ChimerSeq is a collection of 30,001 fusion transcripts that we have analyzed the TCGA transcriptome sequencing data using fusion gene predicting programs FusionScan and TopHat-Fusion. About 8000 PRADA analysis results and ~16000 curated fusion cases from ChiTaRS were also included in ChimerSeq database.
Venn diagram (a) show the detail fusion gene distribution of ChimerDB 3.0 according to each source ChimerKB, ChimerPub, ChimerSeq. As shown as the first Venn diagram, there were 33,316 unique fusion gene pairs and 104 common gene pairs among all sources in ChimerDB 3.o.
2. Overall distribution of ChimerDB 3.0 fusion genes
Venn diagram(b) describes that comparison of overlapped fusion genes between TCGA fusion gene analysis algorithm. Top-hat-fusion has the smallest number of total fusion genes among three programs.
3. Reliability of ChimerPub text-mining result
The graph indicates the cumulative probability of including entries of each resources. GoldStandard and PsudoNeg are the sets of sentences used in the training process.
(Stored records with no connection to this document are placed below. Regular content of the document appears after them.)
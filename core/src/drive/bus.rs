//! Address decode for the 1541's own 6502: 2 KiB RAM (mirrored through
//! $07FF), two 6522 VIAs at $1800/$1C00 (16-byte register blocks,
//! mirrored through their 1 KiB windows), and 16 KiB ROM at $C000-$FFFF.

use crate::core::{Bus, BusMaster, bus::InterruptState};

use super::via6522::Via6522;

pub struct Drive1541Bus {
    ram: [u8; 0x0800],
    rom: Vec<u8>,
    pub via1: Via6522,
    pub via2: Via6522,
}

impl Drive1541Bus {
    pub fn new(rom: Vec<u8>) -> Self {
        Self {
            ram: [0; 0x0800],
            rom,
            via1: Via6522::new(),
            via2: Via6522::new(),
        }
    }

    pub fn rom(&self) -> &[u8] {
        &self.rom
    }

    pub fn read_rom_byte(&self, addr: u16) -> u8 {
        let off = addr as usize & 0x3FFF;
        self.rom.get(off % self.rom.len()).copied().unwrap_or(0xFF)
    }

    /// Current externally-observed Port B input latch, for callers that
    /// only want to flip a subset of bits before writing it back.
    pub fn via1_external_b(&self) -> u8 {
        self.via1.port_b_output()
    }

    pub fn via2_external_b(&self) -> u8 {
        self.via2.port_b_output()
    }

    pub fn reset(&mut self) {
        self.ram = [0; 0x0800];
        self.via1.reset();
        self.via2.reset();
    }
}

impl crate::serialize::Snapshot for Drive1541Bus {
    /// ROM is the 1541's firmware image, loaded once at construction.
    fn write_persistent(&self, w: &mut crate::serialize::Writer) {
        w.bytes(&self.rom);
    }

    fn write_reset(&self, w: &mut crate::serialize::Writer) {
        use crate::serialize::Snapshot;
        w.fixed_bytes(&self.ram);
        self.via1.write_reset(w);
        self.via2.write_reset(w);
    }

    fn read_persistent(&mut self, r: &mut crate::serialize::Reader) -> crate::error::Result<()> {
        self.rom = r.bytes()?;
        Ok(())
    }

    fn read_reset(&mut self, r: &mut crate::serialize::Reader) -> crate::error::Result<()> {
        use crate::serialize::Snapshot;
        self.ram.copy_from_slice(&r.fixed_bytes(0x0800)?);
        self.via1.read_reset(r)?;
        self.via2.read_reset(r)?;
        Ok(())
    }
}

impl Bus for Drive1541Bus {
    type Address = u16;
    type Data = u8;

    fn read(&mut self, _master: BusMaster, addr: u16) -> u8 {
        match addr {
            0x0000..=0x07FF => self.ram[addr as usize & 0x07FF],
            0x1800..=0x1BFF => self.via1.read((addr & 0x0F) as u8),
            0x1C00..=0x1FFF => self.via2.read((addr & 0x0F) as u8),
            0xC000..=0xFFFF => {
                let off = (addr - 0xC000) as usize;
                self.rom.get(off % self.rom.len()).copied().unwrap_or(0xFF)
            }
            _ => 0xFF,
        }
    }

    fn write(&mut self, _master: BusMaster, addr: u16, data: u8) {
        match addr {
            0x0000..=0x07FF => self.ram[addr as usize & 0x07FF] = data,
            0x1800..=0x1BFF => self.via1.write((addr & 0x0F) as u8, data),
            0x1C00..=0x1FFF => self.via2.write((addr & 0x0F) as u8, data),
            _ => {}
        }
    }

    fn is_halted_for(&self, _master: BusMaster) -> bool {
        false
    }

    fn check_interrupts(&self, _target: BusMaster) -> InterruptState {
        InterruptState {
            nmi: false,
            irq: self.via1.irq_active() || self.via2.irq_active(),
            firq: false,
        }
    }
}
ChimerKB entries are pseudo-positive sentences containing gene names of genuine the fusion genes from CHimerKB.
4. Distribution of fusion transcripts for each cancer type
This bar chart depicts the number of fusion transcripts from each algorithm uses in ChimerSeq. The blue one indicates Fusion Scan results, Orange bar is the results of Top-Hat-Fusion and green bar shows the act of fusion cases with PRADA algorithm. The largest number of fusion transcripts were produced by PRADA from Cervical cancer. The average number of transcripts is 293.